Each participant was scanned using one of the two identical research-dedicated GE MR750 3T scanners at the Duke-UNC Brain Imaging and Analysis Center. This scanner is equipped with high-power high-duty-cycle 50-mT/m gradients at 200 T/m/s slew rate and an eight-channel head coil for parallel imaging at high bandwidth up to 1 MHz. High-resolution 3D T1-weighted structural images were obtained using a 3D Ax FSPGR BRAVO sequence with the following parameters: TE = 3.22 ms, TR = 8.148 ms, FOV = 240 mm, flip angle = 12°, 162 sagittal slices, matrix = 256 × 256, slice thickness = 1 mm with no gap. Magnetic resonance imaging (MRI) data were processed using Freesurfer (http://surfer.nmr.mgh.harvard.edu, version 6.0). Pipelines and parameters are described in detail in Supplemental Methods.

Volume- and surface-based analyses

Sex-specific main effects of T-PRS on subcortical volume were tested with separate linear regressions including age, estimated total intracranial volume (eTIV), and 20 genetic principal components (PCs) as nuisance variables. To account for testing in multiple regions (n = 7), we determined significance using a false discovery rate (FDR) correction threshold of pFDR < 0.05.

Sex-specific main effects of T-PRS on vertex-wise cortical thickness (CT), cortical surface area (CSA), and local gyrification index (LGI) were tested with separate linear regressions including age, eTIV (for CSA only), and 20 genetic PCs as nuisance variables. Regions of interest (ROIs) were identified using a modified cluster-size exclusion method for multiple comparisons correction whereby cluster-wise probability was estimated using a Monte Carlo simulation with a vertex-wise threshold, p < 0.05, and 10,000 repetitions [24]. To account for testing of multiple cortical phenotypes (n = 3), a Bonferroni-adjusted threshold, p ≤ 0.0167 (0.05/3), was used to determine cluster-wise significance for each PRS. All genetic effects on brain structure were confirmed in follow-up analyses additionally partialling out PC-related variability from both PRS.

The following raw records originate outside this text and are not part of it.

//! Bounds-checked reader over an in-memory ABC byte buffer

use crate::error::DecodeError;

/// Longest encoding of a variable-length integer
const MAX_VARINT_BYTES: usize = 5;

/// Byte reader with bounds checking.
///
/// Every read either consumes exactly the bytes it needs or fails with
/// [`DecodeError::UnexpectedEof`] without advancing.
pub struct AbcReader<'a> {
    data: &'a [u8],
    pos: usize,
}

impl<'a> AbcReader<'a> {
    pub fn new(data: &'a [u8]) -> Self {
        Self { data, pos: 0 }
    }

    /// Current offset from the start of the buffer
    pub fn position(&self) -> usize {
        self.pos
    }

    /// Remaining bytes
    pub fn remaining(&self) -> usize {
        self.data.len().saturating_sub(self.pos)
    }

    pub fn is_at_end(&self) -> bool {
        self.remaining() == 0
    }

    fn eof(&self, needed: usize) -> DecodeError {
        DecodeError::UnexpectedEof {
            offset: self.pos,
            needed: needed.saturating_sub(self.remaining()),
        }
    }

    /// Read exactly `n` bytes
    pub fn read_bytes(&mut self, n: usize) -> Result<&'a [u8], DecodeError> {
        let end = self.pos.checked_add(n).ok_or_else(|| self.eof(n))?;
        let bytes = self.data.get(self.pos..end).ok_or_else(|| self.eof(n))?;
        self.pos = end;
        Ok(bytes)
    }

    fn read_array<const N: usize>(&mut self) -> Result<[u8; N], DecodeError> {
        let bytes = self.read_bytes(N)?;
        let mut out = [0u8; N];
        out.copy_from_slice(bytes);
        Ok(out)
    }

    pub fn read_u8(&mut self) -> Result<u8, DecodeError> {
        let [b] = self.read_array::<1>()?;
        Ok(b)
    }

    /// Little-endian u16
    pub fn read_u16(&mut self) -> Result<u16, DecodeError> {
        Ok(u16::from_le_bytes(self.read_array()?))
    }

    /// Little-endian IEEE-754 double
    pub fn read_d64(&mut self) -> Result<f64, DecodeError> {
        Ok(f64::from_le_bytes(self.read_array()?))
    }

    /// Variable-length integer: 7 bits per byte, low group first, high bit
    /// set on every byte but the last. Returns the value and its length.
    fn read_varint(&mut self) -> Result<(u32, usize), DecodeError> {
        let start = self.pos;
        let mut result: u32 = 0;
        for i in 0..MAX_VARINT_BYTES {
            let byte = match self.read_u8() {
                Ok(byte) => byte,
                Err(err) => {
                    self.pos = start;
                    return Err(err);
                }
            };
            result |= u32::from(byte & 0x7F) << (7 * i);
            if byte & 0x80 == 0 {
                return Ok((result, i + 1));
            }
        }
        self.pos = start;
        Err(DecodeError::VarintTooLong { offset: start })
    }

    /// Unsigned 30-bit integer (counts and indices)
    pub fn read_u30(&mut self) -> Result<u32, DecodeError> {
        Ok(self.read_varint()?.0)
    }

    pub fn read_u32(&mut self) -> Result<u32, DecodeError> {
        Ok(self.read_varint()?.0)
    }

    /// Signed 32-bit integer, sign-extended from the last encoded bit
    pub fn read_s32(&mut self) -> Result<i32, DecodeError> {
        let (value, len) = self.read_varint()?;
        if len < MAX_VARINT_BYTES {
            let shift = 32 - 7 * len as u32;
            Ok(((value << shift) as i32) >> shift)
        } else {
            Ok(value as i32)
        }
    }

    /// Length-prefixed byte string
    pub fn read_string(&mut self) -> Result<&'a [u8], DecodeError> {
        let offset = self.pos;
        let len = self.read_u30()?;
        if len as usize > self.remaining() {
            self.pos = offset;
            return Err(DecodeError::LengthTooLarge { offset, len });
        }
        self.read_bytes(len as usize)
    }

    /// Read a record count, returning it with a capacity hint that never
    /// exceeds what the remaining input could hold.
    pub fn read_count(&mut self) -> Result<(usize, usize), DecodeError> {
        let count = self.read_u30()? as usize;
        Ok((count, count.min(self.remaining())))
    }
}
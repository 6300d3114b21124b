//! Method bodies and exception handlers

use serde::{Serialize, Serializer};
use tracing::trace;

use super::stream::AbcReader;
use super::traits::{Trait, read_traits};
use crate::error::DecodeError;

/// A try/catch range. Offsets are relative to the start of the code.
#[derive(Debug, Clone, Copy, PartialEq, Eq, Serialize)]
pub struct ExceptionInfo {
    pub from: u32,
    pub to: u32,
    pub target: u32,
    /// Multiname index of the caught type; 0 catches everything
    pub exc_type: u32,
    /// Multiname index of the catch variable
    pub var_name: u32,
}

impl ExceptionInfo {
    fn read(reader: &mut AbcReader<'_>) -> Result<Self, DecodeError> {
        Ok(ExceptionInfo {
            from: reader.read_u30()?,
            to: reader.read_u30()?,
            target: reader.read_u30()?,
            exc_type: reader.read_u30()?,
            var_name: reader.read_u30()?,
        })
    }
}

fn serialize_code<S: Serializer>(code: &[u8], serializer: S) -> Result<S::Ok, S::Error> {
    let hex: String = code.iter().map(|b| format!("{b:02x}")).collect();
    serializer.serialize_str(&hex)
}

#[derive(Debug, Clone, PartialEq, Eq, Serialize)]
pub struct MethodBody {
    /// Method table index this body implements
    pub method: u32,
    pub max_stack: u32,
    pub local_count: u32,
    pub init_scope_depth: u32,
    pub max_scope_depth: u32,
    #[serde(serialize_with = "serialize_code")]
    pub code: Vec<u8>,
    pub exceptions: Vec<ExceptionInfo>,
    /// Activation object traits
    pub traits: Vec<Trait>,
}

impl MethodBody {
    pub(crate) fn read(reader: &mut AbcReader<'_>, verbose: bool) -> Result<Self, DecodeError> {
        let method = reader.read_u30()?;
        let max_stack = reader.read_u30()?;
        let local_count = reader.read_u30()?;
        let init_scope_depth = reader.read_u30()?;
        let max_scope_depth = reader.read_u30()?;

        let offset = reader.position();
        let code_length = reader.read_u30()?;
        if code_length as usize > reader.remaining() {
            return Err(DecodeError::LengthTooLarge {
                offset,
                len: code_length,
            });
        }
        let code = reader.read_bytes(code_length as usize)?.to_vec();

        let (count, hint) = reader.read_count()?;
        let mut exceptions = Vec::with_capacity(hint);
        for _ in 0..count {
            exceptions.push(ExceptionInfo::read(reader)?);
        }
        let traits = read_traits(reader, verbose)?;

        if verbose {
            trace!(method, code = code.len(), exceptions = exceptions.len(), "method body");
        }
        Ok(MethodBody {
            method,
            max_stack,
            local_count,
            init_scope_depth,
            max_scope_depth,
            code,
            exceptions,
            traits,
        })
    }
}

Links to familial depression

Sex-specific linear regressions, also fitted in R, were used to test associations between self-reported family history of depression (‘familial depression’) and covariate-adjusted morphology in each of the T-PRS-associated regions in the DNS sample. Family history of depression was assessed using the following item, to which participants responded ‘yes’ or ‘no’: “Has anyone in your family ever felt sad, blue, or depressed for most of the time for 2 weeks or more?” For this question, family was defined as ‘immediate, biological family only (biological mother, biological father, biological brothers, or sisters).’ A follow-up question sought to control for the potentially confounding effects of physical illness or grief with the added phrase “excluding times of physical illness or mourning after a death […]”. Participant responses to the first question were used in our main analysis, while responses to the second were used as a covariate in follow-up analyses. Participants were additionally asked to indicate whether they were ‘not confident at all’, ‘reasonably confident’, or ‘very confident’ in their responses (“How confident do you generally feel about the information you have just given about your family members?”). A causal mediation analysis, performed in R with nonparametric bootstrapping, was used to test relationships among T-PRS, T-PRS-related brain structural phenotypes, and familial depression.

PGC analyses

To evaluate a potential link between T-PRS and depression in a clinical sample, we computed T-PRS in 29,340 European individuals (59% women; 12,923 MDD cases and 16,417 controls) from 21 cohorts included in the PGC. Twenty genetic PCs were derived for each individual and used to account for residual population substructure in each cohort. Calculation of the T-PRS was performed separately for each cohort. Logistic regressions, including sex and PCs as covariates, were used to test associations between T-PRS and MDD diagnosis (case/control) in each of the 21 PGC cohorts. Initial analyses only included PCs significantly associated with diagnosis as covariates (as in [9]); however, all results were confirmed when controlling for all 20 PCs. One-sided p-values were obtained for each regression. Results from cohort-specific logistic regressions were used to perform a generic inverse variance meta-analysis using the META package in R. Three meta-analyses were performed: (1) not stratified by sex and including sex as a covariate; (2) stratified by sex (women only); (3) stratified by sex (men only).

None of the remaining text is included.